Pathology of vasculitis
Considerable overlap exists in the patterns of pathologic involvement in the vasculitic syndromes. Vasculitic lesions tend to be both focal and segmental. The entire circumference of the vessel may not be involved.
Pathology of large and medium vessel vasculitis
typically panarteritis with infiltration to a varying degree of lymphocytes, monocytes, histiocytes, eosinophils, and polymorphonuclear leukocytes (PMNs) through the vessel wall; can be associated with granuloma or giant cell formation in some disorders (see Section I); disruption of the elastic lamina: intimal thickening results in narrowing or obliteration of the vessel lumen
Pathology of small vessel vasculitis
typically fibrinoid necrosis of the vessel wall with a transmural inflammatory reaction; often referred to as “leukocytoclastic” vasculitis – a pathologic term used to describe necrotizing vasculitis with PMN-derived nuclear debris that often accompanies the neutrophilic perivascular infiltrate of the vessel wall; immunoglobulin (IgM, IgA in HSP) and complement (C3) vascular deposition are often noted in the vasculitic lesions
Pathophysiology of vasculitis
No single pathophysiologic process accounts for the spectrum of pathology noted in the systemic vasculitides. Suspected mechanisms of vascular damage include immune complexes, antineutrophil cytoplasmic antibodies, antiendothelial antibodies, T cell dependent mediated endothelial cell injury, and infection of endothelial cells.
Immune complexes (IC) and vaculitis
Animal models of serum sickness, human serum sickness induced by horse immunoglobulins (anti-venoms), and the demonstration of hepatitis B surface antigen and IgM in an arterial wall of a patient with polyarteritis nodosa suggest that IC can mediate inflammatory vessel disease.
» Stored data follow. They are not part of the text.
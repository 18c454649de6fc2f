//! 포트폴리오 투영 시나리오와 스냅샷 지표.

use serde::{Deserialize, Serialize};

use crate::error::{RiskError, RiskResult};

/// 투영 기간 단위.
#[derive(Debug, Clone, Copy, PartialEq, Eq, Serialize, Deserialize)]
#[serde(rename_all = "snake_case")]
pub enum HorizonUnit {
    /// 일
    Days,
    /// 주 (7일)
    Weeks,
    /// 월 (30일)
    Months,
    /// 년 (365일)
    Years,
}

impl HorizonUnit {
    /// 단위당 일수.
    pub fn days(&self) -> u32 {
        match self {
            HorizonUnit::Days => 1,
            HorizonUnit::Weeks => 7,
            HorizonUnit::Months => 30,
            HorizonUnit::Years => 365,
        }
    }
}

impl std::str::FromStr for HorizonUnit {
    type Err = RiskError;

    fn from_str(s: &str) -> Result<Self, Self::Err> {
        match s.to_lowercase().as_str() {
            "d" | "day" | "days" => Ok(HorizonUnit::Days),
            "w" | "week" | "weeks" => Ok(HorizonUnit::Weeks),
            "m" | "month" | "months" => Ok(HorizonUnit::Months),
            "y" | "year" | "years" => Ok(HorizonUnit::Years),
            other => Err(RiskError::InvalidInput(format!(
                "unknown horizon unit: {other}"
            ))),
        }
    }
}

/// 투영 기간 상한 (일). 약 100년입니다.
pub const MAX_HORIZON_DAYS: u32 = 36_500;

/// 투영 기간 (값 + 단위).
#[derive(Debug, Clone, Copy, PartialEq, Eq, Serialize, Deserialize)]
pub struct Horizon {
    /// 기간 값 (음수 불가)
    pub value: i64,
    /// 기간 단위
    pub unit: HorizonUnit,
}

impl Horizon {
    /// 일 단위 기간.
    pub fn days(value: i64) -> Self {
        Self {
            value,
            unit: HorizonUnit::Days,
        }
    }

    /// 일수로 환산합니다.
    ///
    /// 음수 기간이나 [`MAX_HORIZON_DAYS`]를 넘는 기간은 `InvalidInput`입니다.
    pub fn to_days(&self) -> RiskResult<u32> {
        if self.value < 0 {
            return Err(RiskError::InvalidInput(format!(
                "horizon must not be negative, got {}",
                self.value
            )));
        }
        u32::try_from(self.value)
            .ok()
            .and_then(|v| v.checked_mul(self.unit.days()))
            .filter(|days| *days <= MAX_HORIZON_DAYS)
            .ok_or_else(|| {
                RiskError::InvalidInput(format!(
                    "horizon {} {:?} exceeds {MAX_HORIZON_DAYS} days",
                    self.value, self.unit
                ))
            })
    }
}

/// 정기 적립금.
#[derive(Debug, Clone, Copy, PartialEq, Serialize, Deserialize)]
pub struct Contribution {
    /// 적립 금액
    pub amount: f64,
    /// 적립 주기 (일)
    pub every_days: u32,
}

impl Contribution {
    /// 해당 일자(1부터 시작)가 적립일인지 확인합니다.
    pub fn is_due(&self, day: u32) -> bool {
        self.every_days > 0 && day % self.every_days == 0
    }
}

/// 포트폴리오 가치 투영 시나리오 입력.
#[derive(Debug, Clone, PartialEq, Serialize, Deserialize)]
pub struct ProjectionScenario {
    /// 초기 포트폴리오 가치
    pub initial_value: f64,
    /// 연율 기대 수익률 (예: 0.10 = 10%)
    pub annual_return: f64,
    /// 연율 변동성 (예: 0.30 = 30%)
    pub annual_volatility: f64,
    /// 투영 기간
    pub horizon: Horizon,
    /// 선택적 정기 적립금
    #[serde(default, skip_serializing_if = "Option::is_none")]
    pub contribution: Option<Contribution>,
}

impl ProjectionScenario {
    /// 적립금 없는 시나리오를 생성합니다.
    pub fn new(
        initial_value: f64,
        annual_return: f64,
        annual_volatility: f64,
        horizon: Horizon,
    ) -> Self {
        Self {
            initial_value,
            annual_return,
            annual_volatility,
            horizon,
            contribution: None,
        }
    }

    /// 정기 적립금을 설정합니다.
    pub fn with_contribution(mut self, amount: f64, every_days: u32) -> Self {
        self.contribution = Some(Contribution { amount, every_days });
        self
    }

    /// 입력값을 검증합니다.
    pub fn validate(&self) -> RiskResult<()> {
        if !self.initial_value.is_finite() || self.initial_value < 0.0 {
            return Err(RiskError::InvalidInput(format!(
                "initial value must be a non-negative number, got {}",
                self.initial_value
            )));
        }
        if !self.annual_return.is_finite() || self.annual_return <= -1.0 {
            return Err(RiskError::InvalidInput(format!(
                "annual return must be greater than -100%, got {}",
                self.annual_return
            )));
        }
        if !self.annual_volatility.is_finite() || self.annual_volatility < 0.0 {
            return Err(RiskError::InvalidInput(format!(
                "annual volatility must not be negative, got {}",
                self.annual_volatility
            )));
        }
        if let Some(contribution) = &self.contribution {
            if !contribution.amount.is_finite() || contribution.amount < 0.0 {
                return Err(RiskError::InvalidInput(format!(
                    "contribution must not be negative, got {}",
                    contribution.amount
                )));
            }
        }
        self.horizon.to_days().map(|_| ())
    }
}

/// 리스크 수준.
#[derive(Debug, Clone, Copy, PartialEq, Eq, Default, Serialize, Deserialize)]
#[serde(rename_all = "snake_case")]
pub enum RiskLevel {
    /// 낮음
    Low,
    /// 보통
    #[default]
    Medium,
    /// 높음
    High,
}

impl RiskLevel {
    /// 연율 변동성으로 리스크 수준을 분류합니다.
    pub fn from_volatility(annual_volatility: f64) -> Self {
        if annual_volatility < 0.15 {
            RiskLevel::Low
        } else if annual_volatility < 0.35 {
            RiskLevel::Medium
        } else {
            RiskLevel::High
        }
    }
}

/// 최근 포트폴리오 스냅샷에서 미리 계산된 리스크 지표.
///
/// 모든 필드는 선택적입니다. 누락된 값은 점수 계산 시 기본값으로 대체됩니다.
#[derive(Debug, Clone, Default, PartialEq, Serialize, Deserialize)]
#[serde(default)]
pub struct SnapshotMetrics {
    /// 연율 변동성
    pub volatility: Option<f64>,
    /// 최대 낙폭 (양수 비율)
    pub max_drawdown: Option<f64>,
    /// 샤프 비율
    pub sharpe: Option<f64>,
    /// 95% Value at Risk (양수 비율)
    pub value_at_risk: Option<f64>,
    /// 리스크 수준
    pub risk_level: Option<RiskLevel>,
}

#[cfg(test)]
mod tests {
    use super::*;

    #[test]
    fn test_horizon_to_days() {
        assert_eq!(Horizon::days(365).to_days().unwrap(), 365);
        let horizon = Horizon {
            value: 2,
            unit: HorizonUnit::Years,
        };
        assert_eq!(horizon.to_days().unwrap(), 730);
        let horizon = Horizon {
            value: 3,
            unit: HorizonUnit::Weeks,
        };
        assert_eq!(horizon.to_days().unwrap(), 21);
    }

    #[test]
    fn test_negative_horizon_rejected() {
        let err = Horizon::days(-1).to_days().unwrap_err();
        assert!(err.is_caller_error());
    }

    #[test]
    fn test_horizon_upper_bound() {
        let century = Horizon {
            value: 100,
            unit: HorizonUnit::Years,
        };
        assert_eq!(century.to_days().unwrap(), MAX_HORIZON_DAYS);

        assert!(matches!(
            Horizon::days(i64::from(MAX_HORIZON_DAYS) + 1).to_days(),
            Err(RiskError::InvalidInput(_))
        ));
        let huge = Horizon {
            value: 11_000_000,
            unit: HorizonUnit::Years,
        };
        assert!(matches!(huge.to_days(), Err(RiskError::InvalidInput(_))));
    }

    #[test]
    fn test_scenario_validation() {
        let scenario = ProjectionScenario::new(10_000.0, 0.10, 0.30, Horizon::days(365));
        assert!(scenario.validate().is_ok());

        let scenario = ProjectionScenario::new(10_000.0, 0.10, -0.30, Horizon::days(365));
        assert!(scenario.validate().is_err());

        let scenario = ProjectionScenario::new(10_000.0, 0.10, 0.30, Horizon::days(30))
            .with_contribution(-5.0, 7);
        assert!(scenario.validate().is_err());
    }

    #[test]
    fn test_contribution_due() {
        let contribution = Contribution {
            amount: 100.0,
            every_days: 30,
        };
        assert!(!contribution.is_due(29));
        assert!(contribution.is_due(30));
        assert!(contribution.is_due(60));

        let never = Contribution {
            amount: 100.0,
            every_days: 0,
        };
        assert!(!never.is_due(30));
    }

    #[test]
    fn test_snapshot_metrics_missing_fields_default() {
        let metrics: SnapshotMetrics = serde_json::from_str(r#"{"volatility": 0.2}"#).unwrap();
        assert_eq!(metrics.volatility, Some(0.2));
        assert_eq!(metrics.sharpe, None);
        assert_eq!(metrics.risk_level, None);
    }

    #[test]
    fn test_risk_level_from_volatility() {
        assert_eq!(RiskLevel::from_volatility(0.10), RiskLevel::Low);
        assert_eq!(RiskLevel::from_volatility(0.20), RiskLevel::Medium);
        assert_eq!(RiskLevel::from_volatility(0.50), RiskLevel::High);
    }
}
In animal models, platelet activating factors and other vasoactive mediators released as part of the inflammatory and cytokine response probably induce vascular permeability. This is followed by deposition of circulating IC at the vascular endothelium, the activation of complement, and the attraction of PMNs. Indirect evidence suggests the IC-induced vasculitis may be involved in hypersensitivity vasculitis, HSP, cryoglobulinemia, and hepatitis B–associated vasculitis.
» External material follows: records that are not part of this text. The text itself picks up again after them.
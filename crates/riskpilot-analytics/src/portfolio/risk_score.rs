//! 포트폴리오 리스크 점수.
//!
//! 분산도는 역 허핀달 지수 `min(1, 1 / Σw²)`이며,
//! 나머지 지표는 최근 스냅샷 값을 그대로 전달합니다.

use riskpilot_core::{RiskError, RiskLevel, RiskResult, SnapshotMetrics};
use serde::{Deserialize, Serialize};

/// 비중 합계 허용 오차.
pub const WEIGHT_SUM_TOLERANCE: f64 = 0.01;

/// 포트폴리오 리스크 요약.
#[derive(Debug, Clone, PartialEq, Serialize, Deserialize)]
pub struct RiskSummary {
    /// 분산도 점수 (0~1)
    pub diversification_score: f64,
    /// 허핀달 집중도 Σw²
    pub concentration: f64,
    /// 유효 자산 수 1 / Σw²
    pub effective_assets: f64,
    /// 최대 단일 비중
    pub largest_weight: f64,
    /// 자산 수
    pub asset_count: usize,
    /// 연율 변동성
    pub volatility: f64,
    /// 95% VaR
    pub value_at_risk: f64,
    /// 최대 낙폭
    pub max_drawdown: f64,
    /// 샤프 비율
    pub sharpe: f64,
    /// 리스크 수준
    pub risk_level: RiskLevel,
}

/// 비중 목록을 검증합니다.
fn validate_allocations(allocations: &[f64]) -> RiskResult<()> {
    if allocations.is_empty() {
        return Err(RiskError::InvalidInput(
            "allocations must not be empty".to_string(),
        ));
    }
    if let Some(w) = allocations.iter().find(|w| !w.is_finite() || **w < 0.0) {
        return Err(RiskError::InvalidInput(format!(
            "allocation weights must be non-negative, got {w}"
        )));
    }
    let sum: f64 = allocations.iter().sum();
    if (sum - 1.0).abs() > WEIGHT_SUM_TOLERANCE {
        return Err(RiskError::InvalidInput(format!(
            "allocation weights must sum to 1, got {sum:.4}"
        )));
    }
    Ok(())
}

/// 역 허핀달 분산도 점수.
pub fn diversification_score(allocations: &[f64]) -> f64 {
    let concentration: f64 = allocations.iter().map(|w| w * w).sum();
    if concentration > 0.0 {
        (1.0 / concentration).min(1.0)
    } else {
        0.0
    }
}

/// 비중과 스냅샷 지표로 리스크 요약을 계산합니다.
///
/// 비중이 비었거나 음수가 있거나 합이 1에서 벗어나면 `InvalidInput`입니다.
/// 스냅샷의 누락 값은 0 (리스크 수준은 보통)으로 대체합니다.
pub fn score(allocations: &[f64], snapshot: &SnapshotMetrics) -> RiskResult<RiskSummary> {
    validate_allocations(allocations)?;

    let concentration: f64 = allocations.iter().map(|w| w * w).sum();
    let largest_weight = allocations.iter().copied().fold(0.0, f64::max);

    Ok(RiskSummary {
        diversification_score: diversification_score(allocations),
        concentration,
        effective_assets: 1.0 / concentration,
        largest_weight,
        asset_count: allocations.len(),
        volatility: snapshot.volatility.unwrap_or(0.0),
        value_at_risk: snapshot.value_at_risk.unwrap_or(0.0),
        max_drawdown: snapshot.max_drawdown.unwrap_or(0.0),
        sharpe: snapshot.sharpe.unwrap_or(0.0),
        risk_level: snapshot.risk_level.unwrap_or_default(),
    })
}
use std::time::Duration;

use async_trait::async_trait;
use tokio_postgres::NoTls;

use super::DurableStore;
use crate::error::StoreError;
use crate::model::EnrichedTick;

const INSERT_TICK: &str = "
    INSERT INTO price_ticks_enriched
        (symbol, price, volume, ts, ma_1m, ma_5m, vol_1m, is_anomaly)
    VALUES ($1, $2, $3, $4, $5, $6, $7, $8)
";

const SELECT_HISTORY: &str = "
    SELECT symbol, price, volume, ts, ma_1m, ma_5m, vol_1m, is_anomaly
    FROM price_ticks_enriched
    WHERE symbol = $1
    ORDER BY ts DESC
    LIMIT $2
";

/// Durable store backed by Postgres. Insert-only: rows are never updated
/// or deleted by the pipeline.
pub struct PostgresStore {
    client: tokio_postgres::Client,
    op_timeout: Duration,
}

impl PostgresStore {
    pub async fn connect(dsn: &str, op_timeout_ms: u64) -> Result<Self, StoreError> {
        let (client, connection) = tokio_postgres::connect(dsn, NoTls).await?;
        // The connection object drives the socket; it ends when the client drops.
        tokio::spawn(async move {
            if let Err(e) = connection.await {
                tracing::error!(error = %e, "postgres connection terminated");
            }
        });
        Ok(Self {
            client,
            op_timeout: Duration::from_millis(op_timeout_ms),
        })
    }

    /// Create the enriched-tick table and its read index if missing.
    pub async fn ensure_schema(&self) -> Result<(), StoreError> {
        self.client
            .batch_execute(
                "
                CREATE TABLE IF NOT EXISTS price_ticks_enriched (
                    symbol     TEXT NOT NULL,
                    price      DOUBLE PRECISION NOT NULL,
                    volume     DOUBLE PRECISION NOT NULL,
                    ts         TIMESTAMPTZ NOT NULL,
                    ma_1m      DOUBLE PRECISION,
                    ma_5m      DOUBLE PRECISION,
                    vol_1m     DOUBLE PRECISION,
                    is_anomaly BOOLEAN NOT NULL
                );

                CREATE INDEX IF NOT EXISTS idx_price_ticks_symbol_ts
                    ON price_ticks_enriched (symbol, ts DESC);
                ",
            )
            .await?;
        Ok(())
    }

    fn timeout_ms(&self) -> u64 {
        self.op_timeout.as_millis() as u64
    }
}

#[async_trait]
impl DurableStore for PostgresStore {
    async fn insert_tick(&self, tick: &EnrichedTick) -> Result<(), StoreError> {
        let result = tokio::time::timeout(
            self.op_timeout,
            self.client.execute(
                INSERT_TICK,
                &[
                    &tick.symbol,
                    &tick.price,
                    &tick.volume,
                    &tick.ts,
                    &tick.ma_1m,
                    &tick.ma_5m,
                    &tick.vol_1m,
                    &tick.is_anomaly,
                ],
            ),
        )
        .await;
        match result {
            Err(_) => Err(StoreError::Timeout(self.timeout_ms())),
            Ok(inserted) => {
                inserted?;
                Ok(())
            }
        }
    }

    async fn history(&self, symbol: &str, limit: u32) -> Result<Vec<EnrichedTick>, StoreError> {
        let limit = limit as i64;
        let result = tokio::time::timeout(
            self.op_timeout,
            self.client.query(SELECT_HISTORY, &[&symbol, &limit]),
        )
        .await;
        let rows = match result {
            Err(_) => return Err(StoreError::Timeout(self.timeout_ms())),
            Ok(queried) => queried?,
        };

        let mut ticks = Vec::with_capacity(rows.len());
        for row in rows {
            ticks.push(EnrichedTick {
                symbol: row.get(0),
                price: row.get(1),
                volume: row.get(2),
                ts: row.get(3),
                ma_1m: row.get(4),
                ma_5m: row.get(5),
                vol_1m: row.get(6),
                is_anomaly: row.get(7),
            });
        }
        Ok(ticks)
    }

    async fn ping(&self) -> Result<(), StoreError> {
        match tokio::time::timeout(self.op_timeout, self.client.simple_query("SELECT 1")).await {
            Err(_) => Err(StoreError::Timeout(self.timeout_ms())),
            Ok(result) => {
                result?;
                Ok(())
            }
        }
    }
}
Antineutrophil Cytoplasmic Antibodies (ANCA)
ANCA are antibodies to antigens found in the cytoplasm of neutrophils. The cytoplasmic staining or c-ANCA (granulomatosis with polyangiitis) binds to proteinase 3 (PR3) found in the primary granules of the PMN. The perinuclear staining or p-ANCA (microscopic polyangiitis) binds to myeloperoxidase (MPO), another primary granule constituent which migrates to the perinuclear area with alcohol fixation of PMNs. Potentially, inflammatory cytokines induced by infections or other insults activate PMNs to release and express PR3 and MPO on the cell surface. The binding of ANCA to the neutrophil cell surface leads to further neutrophil activation and possibly enhanced binding to vascular endothelial cells with resultant vascular damage. PR3 and MPO have also been found on the surface of activated endothelial cells. Although ANCA may not be essential for the initiation of the vasculitis, they may play a role in amplifying the inflammatory vascular response.